#### Motivation

In this project, we are interested in predicting the life expectency of people of age group less than 1 year old. Or, more specifically, the "life expectancy at birth."

Lets first get the dataset of just a single year, so that we can apply the process to a small dataset before applying to a large dataset.

Once we have the dataset for each individual year, we can then combine them all into a single, larger dataset that includes the information for all the years.

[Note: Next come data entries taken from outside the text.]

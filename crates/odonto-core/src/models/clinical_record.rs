//! Clinical record models.

use serde::{Deserialize, Serialize};

use super::anamnesis::AnamnesisContent;

/// Kind of clinical record.
#[derive(Debug, Clone, Copy, Serialize, Deserialize, PartialEq, Eq)]
#[serde(rename_all = "snake_case")]
pub enum RecordKind {
    /// Structured intake questionnaire
    Anamnesis,
    /// Free-text certificate (atestado)
    Certificate,
    /// Uploaded exam
    ExamUpload,
}

impl RecordKind {
    pub fn as_str(self) -> &'static str {
        match self {
            RecordKind::Anamnesis => "anamnesis",
            RecordKind::Certificate => "certificate",
            RecordKind::ExamUpload => "exam_upload",
        }
    }

    pub fn parse(s: &str) -> Option<Self> {
        match s {
            "anamnesis" => Some(RecordKind::Anamnesis),
            "certificate" => Some(RecordKind::Certificate),
            "exam_upload" => Some(RecordKind::ExamUpload),
            _ => None,
        }
    }
}

/// A clinical record with freeform JSON content.
#[derive(Debug, Clone, Serialize, Deserialize, PartialEq)]
pub struct ClinicalRecord {
    /// UUID primary key
    pub id: String,
    /// Owning patient
    pub patient_id: String,
    /// Record kind
    pub kind: RecordKind,
    /// Display title
    pub title: String,
    /// Freeform content
    pub content: serde_json::Value,
    /// Creation timestamp
    pub created_at: String,
}

impl ClinicalRecord {
    /// Create a new record.
    pub fn new(
        patient_id: String,
        kind: RecordKind,
        title: String,
        content: serde_json::Value,
    ) -> Self {
        Self {
            id: uuid::Uuid::new_v4().to_string(),
            patient_id,
            kind,
            title,
            content,
            created_at: chrono::Utc::now().to_rfc3339(),
        }
    }

    /// Create a certificate holding free-text notes.
    pub fn certificate(patient_id: String, title: String, notes: String) -> Self {
        Self::new(
            patient_id,
            RecordKind::Certificate,
            title,
            serde_json::json!({ "notes": notes }),
        )
    }

    /// Parse the content as an anamnesis document.
    ///
    /// Returns `None` when the content carries no patient data, which is
    /// the case for records created before the structured form existed.
    pub fn anamnesis(&self) -> Option<AnamnesisContent> {
        self.content.get("dadosPaciente")?;
        serde_json::from_value(self.content.clone()).ok()
    }

    /// Short text shown on the record card.
    pub fn summary(&self) -> String {
        self.content
            .get("notes")
            .and_then(|v| v.as_str())
            .filter(|s| !s.is_empty())
            .or_else(|| {
                self.content
                    .get("tratamento")
                    .and_then(|t| t.get("observacoes"))
                    .and_then(|v| v.as_str())
                    .filter(|s| !s.is_empty())
            })
            .unwrap_or("Sem anotações detalhadas.")
            .to_string()
    }
}
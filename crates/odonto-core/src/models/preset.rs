//! Text preset models.

use serde::{Deserialize, Serialize};

/// Category for reusable budget conditions.
pub const BUDGET_CONDITION_CATEGORY: &str = "budget_condition";

/// A reusable canned string scoped by category.
#[derive(Debug, Clone, Serialize, Deserialize, PartialEq)]
pub struct Preset {
    pub id: String,
    pub category: String,
    pub content: String,
    pub created_at: String,
}

impl Preset {
    /// Create a preset with a fresh local id.
    pub fn new(category: String, content: String) -> Self {
        Self {
            id: uuid::Uuid::new_v4().to_string(),
            category,
            content,
            created_at: chrono::Utc::now().to_rfc3339(),
        }
    }
}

The function below allows us to extract the dataset for a single year. Only the rows with 'age_name' == '<1' and 'race_name' == 'total' are considered. 

In [7]:
import pandas as pd 

In [9]:
def process_life_expectancy_data(year):
    """
    Processes life expectancy data for a specific year.
    
    Parameters:
    year (int): The year for which the data needs to be processed (e.g., 2010).
    
    Returns:
    None: Saves the processed CSV file in the specified directory.
    """
    # Construct the input file path dynamically
    input_file_path = f"../data/raw/IHME_USA_COD_COUNTY_RACE_ETHN_2000_2019_LT_BOTH 2/IHME_USA_COD_COUNTY_RACE_ETHN_2000_2019_LT_{year}_ALL_BOTH_Y2023M06D12.CSV"
    
    # Read the raw data
    df1 = pd.read_csv(input_file_path)

    # Filter for rows where race_name is 'Total' and age_name is '<1 year'
    df2 = df1[(df1['race_name'] == 'Total') & (df1['age_name'] == '<1 year')]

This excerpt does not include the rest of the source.